You can wash your brain of that scare-mongering bullpoopy.

You can replace your fear-based beliefs with beliefs based in love and trust.

I'm not talking about religious beliefs, although those can certainly change too.  I'm talking about your day to day beliefs about who you are, what you care about, how other people are, how the world works.

The truth of the matter is that if you believe you can't do something, you won't be able to do it.  You won't even give yourself a chance to try unless you have a little spark of hope inside you, just waiting for it's chance to ignite into a purifying blaze, transforming that old limiting belief of can't into the empowering belief of can.

If you didn't have that little spark of hope inside you, you wouldn't be reading this.  So read on.  Hope is the key to happiness.  Hope opens the door to love.  Love is the cure for fear.

It's a simple formula, but not even remotely easy.  When you've been afraid all your life of not having enough, not doing enough, not being enough, raised by a society that runs on those same fears, it takes a lot of work to ignite that spark of hope into the cozy ember of love.

Most of us can't go from one extreme to another overnight.  Most of us can't go to bed believing nothing we do matters and wake up believing that everything we do matters.  Most of us have to go to the "maybe I can do something that matters", then to the "this thing I do matters to me, so it probably matters to someone else," before we get to "Yes!  I'm making a difference!"
You might find the following questions enlightening if you answer them honestly to yourself.  It works best if you only do one fear at a time.  If you make a list of fears, you'll probably find that many, if not all of them, are related.

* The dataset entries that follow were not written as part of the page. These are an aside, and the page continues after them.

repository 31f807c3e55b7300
//! The tenancy surface used by the rest of the application.

use std::future::Future;
use std::sync::Arc;

use async_trait::async_trait;

use crate::config::{Config, SchemaMode};
use crate::db::admin::{AdminClient, PgAdminClient};
use crate::db::registry::{PgTenantConnector, TenantConnector, TenantRegistry};
use crate::db::server_options;
use crate::error::Result;
use crate::models::tenant::{ProvisionReport, SeedReport, Tenant};
use crate::services::metrics;
use crate::services::migrator::TenantMigrator;
use crate::services::provisioner::{DatabaseStatus, TenantProvisioner};
use crate::services::seeder::{SeedSettings, TenantSeeder};

/// Schema and baseline data for one tenant database.
#[async_trait]
pub trait TenantSchema: Send + Sync {
    async fn run_migrations(&self, tenant: &Tenant) -> Result<usize>;
    async fn run_seeders(&self, tenant: &Tenant) -> Result<SeedReport>;
}

pub struct PgTenantSchema {
    pub migrator: TenantMigrator,
    pub seeder: TenantSeeder,
}

#[async_trait]
impl TenantSchema for PgTenantSchema {
    async fn run_migrations(&self, tenant: &Tenant) -> Result<usize> {
        self.migrator.run_migrations(tenant).await
    }

    async fn run_seeders(&self, tenant: &Tenant) -> Result<SeedReport> {
        self.seeder.run_seeders(tenant).await
    }
}

pub struct TenancyService<C: TenantConnector = PgTenantConnector> {
    provisioner: TenantProvisioner,
    registry: TenantRegistry<C>,
    schema: Arc<dyn TenantSchema>,
    schema_mode: SchemaMode,
}

impl TenancyService<PgTenantConnector> {
    pub fn from_config(config: &Config) -> Result<Self> {
        let server = server_options(&config.admin_database_url)?;
        let admin: Arc<dyn AdminClient> = Arc::new(PgAdminClient::from_config(config)?);
        let schema = PgTenantSchema {
            migrator: TenantMigrator::new(server.clone(), config.operation_timeout),
            seeder: TenantSeeder::new(
                server,
                config.operation_timeout,
                SeedSettings::from_config(config),
            ),
        };
        Ok(Self::new(
            TenantProvisioner::new(admin),
            TenantRegistry::from_config(config)?,
            Arc::new(schema),
            config.schema_mode,
        ))
    }
}

impl<C: TenantConnector> TenancyService<C> {
    pub fn new(
        provisioner: TenantProvisioner,
        registry: TenantRegistry<C>,
        schema: Arc<dyn TenantSchema>,
        schema_mode: SchemaMode,
    ) -> Self {
        Self {
            provisioner,
            registry,
            schema,
            schema_mode,
        }
    }

    pub fn registry(&self) -> &TenantRegistry<C> {
        &self.registry
    }

    /// Creates the database if needed, registers its connection, applies
    /// pending migrations and seeds baseline data. Every step is idempotent,
    /// so a failed run can simply be retried.
    pub async fn provision_tenant(&self, tenant: &Tenant) -> Result<ProvisionReport> {
        let res = self.provision(tenant).await;
        metrics::record("provision", &res);
        res
    }

    async fn provision(&self, tenant: &Tenant) -> Result<ProvisionReport> {
        let database_name = tenant.database_name()?.to_string();
        tracing::info!(tenant = %tenant.id, database = %database_name, "Provisioning tenant");

        let database_created = self.provisioner.create_tenant_database(tenant).await?;
        self.registry.create_tenant_database(tenant).await?;

        let migrations_applied = match self.schema_mode {
            SchemaMode::Migrate => self.schema.run_migrations(tenant).await?,
            SchemaMode::Synchronize => {
                tracing::debug!(database = %database_name, "Schema managed externally, skipping migrations");
                0
            }
        };
        let seed = self.schema.run_seeders(tenant).await?;

        tracing::info!(
            tenant = %tenant.id,
            database = %database_name,
            database_created,
            migrations_applied,
            "Tenant provisioned"
        );
        Ok(ProvisionReport {
            database_name,
            database_created,
            migrations_applied,
            seed,
        })
    }

    /// Provisions each tenant in turn once `assign_name` has given it a
    /// database name. A tenant that fails either step is logged and skipped.
    /// Returns how many were provisioned.
    pub async fn provision_all<F, Fut>(&self, tenants: Vec<Tenant>, assign_name: F) -> usize
    where
        F: Fn(Tenant) -> Fut,
        Fut: Future<Output = Result<Tenant>>,
    {
        let mut provisioned = 0;
        for tenant in tenants {
            let (id, subdomain) = (tenant.id, tenant.subdomain.clone());
            let tenant = match assign_name(tenant).await {
                Ok(tenant) => tenant,
                Err(e) => {
                    tracing::error!(tenant = %id, subdomain = %subdomain, "Failed to assign tenant database name: {e}");
                    continue;
                }
            };
            match self.provision_tenant(&tenant).await {
                Ok(_) => provisioned += 1,
                Err(e) => {
                    tracing::error!(tenant = %id, subdomain = %subdomain, "Failed to provision tenant: {e}");
                }
            }
        }
        provisioned
    }

    pub async fn get_tenant_connection(&self, database_name: &str) -> Result<C::Handle> {
        self.registry.get_tenant_data_source(database_name).await
    }

    /// Drops the tenant's database, then closes its registered connection.
    /// When the drop fails both the database and the connection are left
    /// untouched. Returns whether a database was dropped.
    ///
    /// The registered pool may reconnect between session termination and the
    /// drop, which makes the drop fail. Nothing is lost in that case and the
    /// call can be repeated.
    pub async fn deprovision_tenant(&self, tenant: &Tenant) -> Result<bool> {
        let res = self.deprovision(tenant).await;
        metrics::record("deprovision", &res);
        res
    }

    async fn deprovision(&self, tenant: &Tenant) -> Result<bool> {
        let database_name = tenant.database_name()?;
        let dropped = self.provisioner.drop_tenant_database(tenant).await?;
        self.registry.close_tenant_database(database_name).await;
        tracing::info!(tenant = %tenant.id, database = database_name, dropped, "Tenant deprovisioned");
        Ok(dropped)
    }

    pub async fn get_active_tenant_databases(&self) -> usize {
        self.registry.get_active_tenant_databases().await
    }

    pub async fn check_database_exists(&self, tenant: &Tenant) -> bool {
        self.provisioner.check_database_exists(tenant).await
    }

    pub async fn database_status(&self, tenant: &Tenant) -> DatabaseStatus {
        self.provisioner.database_status(tenant).await
    }

    /// Closes every tenant connection. Await once before the process exits.
    pub async fn shutdown(&self) {
        self.registry.close_all_databases().await;
    }
}
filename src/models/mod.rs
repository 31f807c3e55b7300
pub mod tenant;
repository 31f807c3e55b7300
/// PostgreSQL truncates identifiers longer than `NAMEDATALEN - 1` bytes.
pub const MAX_IDENTIFIER_LEN: usize = 63;

/// Length of the sanitized display-name part of a tenant database name.
const NAME_PART_LEN: usize = 20;

/// Length of the tenant-id fragment appended for uniqueness.
const ID_PART_LEN: usize = 8;

/// Longest namespace prefix that still keeps every generated name within
/// `MAX_IDENTIFIER_LEN`.
pub const fn max_prefix_len() -> usize {
    MAX_IDENTIFIER_LEN - NAME_PART_LEN - 1 - ID_PART_LEN
}

/// Derives the physical database name for a tenant.
///
/// `"Greenfield Academy!"` with id `"abcd1234-..."` and prefix `"school_"`
/// becomes `school_greenfield_academy__abcd1234`. The id fragment keeps
/// tenants with similar names apart.
pub fn generate_database_name(prefix: &str, tenant_name: &str, tenant_id: &str) -> String {
    let name: String = sanitize(tenant_name).chars().take(NAME_PART_LEN).collect();
    let id: String = sanitize(tenant_id).chars().take(ID_PART_LEN).collect();
    let joined = format!("{prefix}{name}_{id}");
    if joined.starts_with(|c: char| c.is_ascii_digit()) {
        // Identifiers may not start with a digit; only reachable with an empty prefix.
        format!("_{joined}")
    } else {
        joined
    }
}

fn sanitize(s: &str) -> String {
    s.chars()
        .flat_map(char::to_lowercase)
        .map(|c| if c.is_ascii_lowercase() || c.is_ascii_digit() { c } else { '_' })
        .collect()
}

/// Validates a database name before it is interpolated into DDL.
/// Only `[a-z0-9_]`, no leading digit, at most 63 bytes.
pub fn is_valid_database_name(name: &str) -> bool {
    !name.is_empty()
        && name.len() <= MAX_IDENTIFIER_LEN
        && name
            .chars()
            .all(|c| c.is_ascii_lowercase() || c.is_ascii_digit() || c == '_')
        && !name.starts_with(|c: char| c.is_ascii_digit())
}

/// Double-quotes an identifier for use in DDL statements.
pub fn quote_ident(name: &str) -> String {
    format!("\"{}\"", name.replace('"', "\"\""))
}
use std::time::Duration;

use async_trait::async_trait;
use sqlx::postgres::PgConnectOptions;
use sqlx::{Connection, Executor, PgConnection};

use crate::config::Config;
use crate::db::naming::quote_ident;
use crate::db::server_options;
use crate::error::{with_timeout, Result, TenancyError};

/// SQLSTATE `duplicate_database`.
const DUPLICATE_DATABASE: &str = "42P04";

/// Data-definition operations against the server's administrative database.
///
/// Implementations must not hold a connection between calls: `CREATE DATABASE`
/// and `DROP DATABASE` refuse to run on a session carrying other state.
#[async_trait]
pub trait AdminClient: Send + Sync {
    /// Returns `false` when the catalog has no such database.
    async fn exists(&self, database_name: &str) -> Result<bool>;

    /// Fails with `AlreadyExists` if another session created it first.
    async fn create(&self, database_name: &str) -> Result<()>;

    /// Grants the service role full privileges on the database. Repeatable.
    async fn grant_privileges(&self, database_name: &str) -> Result<()>;

    /// Ends every other session attached to the database and returns how many
    /// were terminated. The caller's own session is never targeted.
    async fn terminate_connections(&self, database_name: &str) -> Result<u64>;

    async fn drop_database(&self, database_name: &str) -> Result<()>;
}

pub struct PgAdminClient {
    options: PgConnectOptions,
    service_role: String,
    timeout: Duration,
}

impl PgAdminClient {
    pub fn new(options: PgConnectOptions, service_role: String, timeout: Duration) -> Self {
        Self {
            options,
            service_role,
            timeout,
        }
    }

    /// The service role defaults to the user the administrative URL logs in as.
    pub fn from_config(config: &Config) -> Result<Self> {
        let options = server_options(&config.admin_database_url)?;
        let service_role = config
            .service_role
            .clone()
            .unwrap_or_else(|| options.get_username().to_string());
        Ok(Self::new(options, service_role, config.operation_timeout))
    }

    async fn connect(&self) -> Result<PgConnection> {
        PgConnection::connect_with(&self.options)
            .await
            .map_err(|e| TenancyError::Connectivity(format!("administrative connection: {e}")))
    }
}

async fn release(conn: PgConnection) {
    if let Err(e) = conn.close().await {
        tracing::warn!("Failed to close administrative connection: {e}");
    }
}

#[async_trait]
impl AdminClient for PgAdminClient {
    async fn exists(&self, database_name: &str) -> Result<bool> {
        with_timeout(self.timeout, "database existence check", async {
            let mut conn = self.connect().await?;
            let res = sqlx::query_scalar::<_, bool>(
                "SELECT EXISTS(SELECT 1 FROM pg_database WHERE datname = $1)",
            )
            .bind(database_name)
            .fetch_one(&mut conn)
            .await;
            release(conn).await;
            res.map_err(|e| {
                TenancyError::from_sqlx(e, |m| TenancyError::provisioning(database_name, m))
            })
        })
        .await
    }

    async fn create(&self, database_name: &str) -> Result<()> {
        with_timeout(self.timeout, "create database", async {
            let mut conn = self.connect().await?;
            let db = quote_ident(database_name);

            let created = conn
                .execute(sqlx::raw_sql(&format!("CREATE DATABASE {db}")))
                .await;
            release(conn).await;
            if let Err(e) = created {
                let duplicate = matches!(
                    &e,
                    sqlx::Error::Database(db_err) if db_err.code().as_deref() == Some(DUPLICATE_DATABASE)
                );
                return Err(if duplicate {
                    TenancyError::AlreadyExists(database_name.to_string())
                } else {
                    TenancyError::from_sqlx(e, |m| TenancyError::provisioning(database_name, m))
                });
            }

            tracing::info!(database = database_name, "Created tenant database");
            Ok(())
        })
        .await
    }

    async fn grant_privileges(&self, database_name: &str) -> Result<()> {
        with_timeout(self.timeout, "grant privileges", async {
            let mut conn = self.connect().await?;
            let granted = conn
                .execute(sqlx::raw_sql(&format!(
                    "GRANT ALL PRIVILEGES ON DATABASE {} TO {}",
                    quote_ident(database_name),
                    quote_ident(&self.service_role)
                )))
                .await;
            release(conn).await;
            granted.map_err(|e| {
                TenancyError::from_sqlx(e, |m| {
                    TenancyError::provisioning(database_name, format!("grant to {}: {m}", self.service_role))
                })
            })?;
            tracing::debug!(database = database_name, role = %self.service_role, "Granted tenant database privileges");
            Ok(())
        })
        .await
    }

    async fn terminate_connections(&self, database_name: &str) -> Result<u64> {
        with_timeout(self.timeout, "terminate sessions", async {
            let mut conn = self.connect().await?;
            let res = sqlx::query_scalar::<_, bool>(
                "SELECT pg_terminate_backend(pid)
                 FROM pg_stat_activity
                 WHERE datname = $1 AND pid <> pg_backend_pid()",
            )
            .bind(database_name)
            .fetch_all(&mut conn)
            .await;
            release(conn).await;
            let terminated = res.map_err(|e| {
                TenancyError::from_sqlx(e, |m| TenancyError::provisioning(database_name, m))
            })?;
            Ok(terminated.into_iter().filter(|t| *t).count() as u64)
        })
        .await
    }

    async fn drop_database(&self, database_name: &str) -> Result<()> {
        with_timeout(self.timeout, "drop database", async {
            let mut conn = self.connect().await?;
            let res = conn
                .execute(sqlx::raw_sql(&format!("DROP DATABASE {}", quote_ident(database_name))))
                .await;
            release(conn).await;
            res.map_err(|e| {
                TenancyError::from_sqlx(e, |m| TenancyError::provisioning(database_name, m))
            })?;
            tracing::info!(database = database_name, "Dropped tenant database");
            Ok(())
        })
        .await
    }
}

  1. What are you afraid of?
  2. How does that fear interfere with your happiness?
  3. What belief does your fear reflect?
  4. What do you need to believe in order to change that fear?
  5. What steps can you take to make that change?
I'll go first.
  1. I'm afraid that I'm not good enough to be accepted and supported by my peers.
  2. This fear keeps me from speaking my truth, from finishing my passion-fueled projects in a timely manner, and from going into situations where I might make new friends (or be rejected, or worse, ridiculed.)
  3. I think this fear reflects a belief that my worth lies in the opinions of others.
  4. In order to change this belief, I need to find worth in myself in order to replace that fear with love for myself and trust in the universe.  I need to believe that I have inherent worth, or at the very least, that I have created value with my life and actions.
  5. I can repeat an affirmation to myself many times a day along the lines of, "I am valuable."  I can make a list of all the things that I've done that have helped others.  I can make a list of all the positive things others have said to me reflecting how valuable I am to them.  I can put both of those lists in places where I can often see them, and make sure to read them every day or whenever I need the boost.  I can choose to cut people who say negative things or inspire feelings of unworthiness in me from my life.  I can choose to stay away from images, talk shows, "news," and other media that inspires negative feelings in me.  I can treat myself with the same unconditional love with which I treat my child.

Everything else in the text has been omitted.